A Historic Merger Under the Shadow of the Cross
On December 3, 2017, two Detroit churches, formerly known as Berea and Greenfield Peace, merged and formed Faith Lutheran Church, served by pastor Brian Dupre. (You can read the story of this merger here.)
In the meantime, another church—St. Paul, Farmington Hills—was seeking a way forward. They were being served by an Intentional Interim Pastor, Rev. Gary Siefert, and worked through a three-day intensive strategic planning process with their CMMF, Rev. Dr. Rob Kasper. “From that, they realized that they needed to focus not on survival, but on getting into their community, yet they were hampered by nagging debt and an inward focus. With their school partnership (Concordia Lutheran School in association with Hosanna/Tabor) and facility expenses, they were seeking a way forward to be able to call a pastor. They needed a sustainable model,” explains Kasper.
At the same time, Faith, Detroit was looking for a permanent location to call home as a congregation. Pastors Siefert and Dupre met and began to have conversations about their respective congregations’ challenges. Over several months, various groups of lay leaders met to discuss the possibility of working together. The question has always been, “How can we best expand God’s Kingdom impact in our community through His church?” After much discussion and prayer, they decided to join forces and become a more effective instrument in God’s hand with a sustainable model for ministry.
A New Church Forms
Rev. Brian Dupre was installed on March 10, 2019 as the pastor of the newly formed Shadow of the Cross Lutheran Church, a merger of Faith and St. Paul congregations. He marvels at God’s working through seemingly unrelated events to build His kingdom. Dupre has had ties with all three congregations some way or another throughout his life: He had family members who worked at the school at Berea Lutheran Church in the 1950’s and 60’s and who were members there. Dupre himself grew up at Greenfield Peace Lutheran Church, but in the course of raising his own family, he attended St. Paul, Farmington Hills with his wife and kids.

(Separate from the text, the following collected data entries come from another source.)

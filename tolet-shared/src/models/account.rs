/// Account model and database operations
///
/// Accounts are created through registration and are never updated or
/// deleted. The password is stored only as an Argon2id PHC string.
///
/// # Schema
///
/// ```sql
/// CREATE TABLE accounts (
///     id INTEGER PRIMARY KEY AUTOINCREMENT,
///     name TEXT NOT NULL,
///     email TEXT NOT NULL UNIQUE COLLATE NOCASE,
///     phone TEXT NOT NULL,
///     password_hash TEXT NOT NULL,
///     role TEXT NOT NULL DEFAULT 'tenant',
///     created_at DATETIME NOT NULL
/// );
/// ```
///
/// # Example
///
/// ```no_run
/// use tolet_shared::models::account::{Account, AccountRole, CreateAccount};
/// use tolet_shared::db::pool::{create_pool, DatabaseConfig};
///
/// # async fn example() -> Result<(), Box<dyn std::error::Error>> {
/// let pool = create_pool(DatabaseConfig::in_memory()).await?;
///
/// let account = Account::create(&pool, CreateAccount {
///     name: "Rahim Uddin".to_string(),
///     email: "rahim@example.com".to_string(),
///     phone: "+8801700000000".to_string(),
///     password_hash: "$argon2id$...".to_string(),
///     role: AccountRole::Owner,
/// }).await?;
///
/// let found = Account::find_by_email(&pool, "RAHIM@example.com").await?;
/// assert_eq!(found.map(|a| a.id), Some(account.id));
/// # Ok(())
/// # }
/// ```

use chrono::{DateTime, Utc};
use serde::{Deserialize, Serialize};
use sqlx::SqlitePool;

/// Role carried by an account and encoded into its bearer tokens
#[derive(Debug, Clone, Copy, Default, PartialEq, Eq, Hash, Serialize, Deserialize, sqlx::Type)]
#[sqlx(rename_all = "lowercase")]
#[serde(rename_all = "lowercase")]
pub enum AccountRole {
    /// Prospective renter (default for self-registration)
    #[default]
    Tenant,

    /// Lists properties for rent
    Owner,

    /// Site administrator
    Admin,
}

impl AccountRole {
    pub fn as_str(&self) -> &'static str {
        match self {
            AccountRole::Tenant => "tenant",
            AccountRole::Owner => "owner",
            AccountRole::Admin => "admin",
        }
    }
}

impl std::fmt::Display for AccountRole {
    fn fmt(&self, f: &mut std::fmt::Formatter<'_>) -> std::fmt::Result {
        f.write_str(self.as_str())
    }
}

/// Stored account record
///
/// `Debug` is derived, so never log a whole `Account` at info level: the
/// password hash would go with it.
#[derive(Debug, Clone, sqlx::FromRow)]
pub struct Account {
    pub id: i64,
    pub name: String,

    /// Unique, compared case-insensitively
    pub email: String,
    pub phone: String,

    /// Argon2id PHC string
    pub password_hash: String,
    pub role: AccountRole,
    pub created_at: DateTime<Utc>,
}

/// Public view of an account, safe to return to clients
#[derive(Debug, Clone, PartialEq, Eq, Serialize, Deserialize)]
pub struct AccountProfile {
    pub id: i64,
    pub name: String,
    pub email: String,
    pub phone: String,
    pub role: AccountRole,
}

impl From<&Account> for AccountProfile {
    fn from(account: &Account) -> Self {
        Self {
            id: account.id,
            name: account.name.clone(),
            email: account.email.clone(),
            phone: account.phone.clone(),
            role: account.role,
        }
    }
}

/// Input for creating a new account
#[derive(Debug, Clone)]
pub struct CreateAccount {
    pub name: String,
    pub email: String,
    pub phone: String,

    /// Argon2id password hash (NOT the plaintext password)
    pub password_hash: String,
    pub role: AccountRole,
}

impl Account {
    /// Inserts a new account
    ///
    /// # Errors
    ///
    /// Fails with a unique-constraint database error when the email is
    /// already registered (compared case-insensitively).
    pub async fn create(pool: &SqlitePool, data: CreateAccount) -> Result<Self, sqlx::Error> {
        let account = sqlx::query_as::<_, Account>(
            r#"
            INSERT INTO accounts (name, email, phone, password_hash, role)
            VALUES (?, ?, ?, ?, ?)
            RETURNING id, name, email, phone, password_hash, role, created_at
            "#,
        )
        .bind(data.name)
        .bind(data.email)
        .bind(data.phone)
        .bind(data.password_hash)
        .bind(data.role)
        .fetch_one(pool)
        .await?;

        tracing::debug!(account_id = account.id, role = %account.role, "Account created");
        Ok(account)
    }

    pub async fn find_by_id(pool: &SqlitePool, id: i64) -> Result<Option<Self>, sqlx::Error> {
        sqlx::query_as::<_, Account>(
            r#"
            SELECT id, name, email, phone, password_hash, role, created_at
            FROM accounts
            WHERE id = ?
            "#,
        )
        .bind(id)
        .fetch_optional(pool)
        .await
    }

    /// Finds an account by email address, ignoring ASCII case
    pub async fn find_by_email(pool: &SqlitePool, email: &str) -> Result<Option<Self>, sqlx::Error> {
        sqlx::query_as::<_, Account>(
            r#"
            SELECT id, name, email, phone, password_hash, role, created_at
            FROM accounts
            WHERE email = ?
            "#,
        )
        .bind(email)
        .fetch_optional(pool)
        .await
    }

    /// Counts accounts holding the given role
    pub async fn count_by_role(pool: &SqlitePool, role: AccountRole) -> Result<i64, sqlx::Error> {
        sqlx::query_scalar("SELECT COUNT(*) FROM accounts WHERE role = ?")
            .bind(role)
            .fetch_one(pool)
            .await
    }

    pub fn profile(&self) -> AccountProfile {
        AccountProfile::from(self)
    }
}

Dupre says, “Little did I know that God would use a person who never aspired to be a pastor, who left Michigan to get away from the cold weather, and who had no experience bringing differing cultures together, to return to this state to do just that, merging all three of these churches. And now this congregation finds itself on the edge of something historic, created by the will of God. All glory, laud and honor to you, Lord of the Church. There is no one more amazed at what You have done than I.”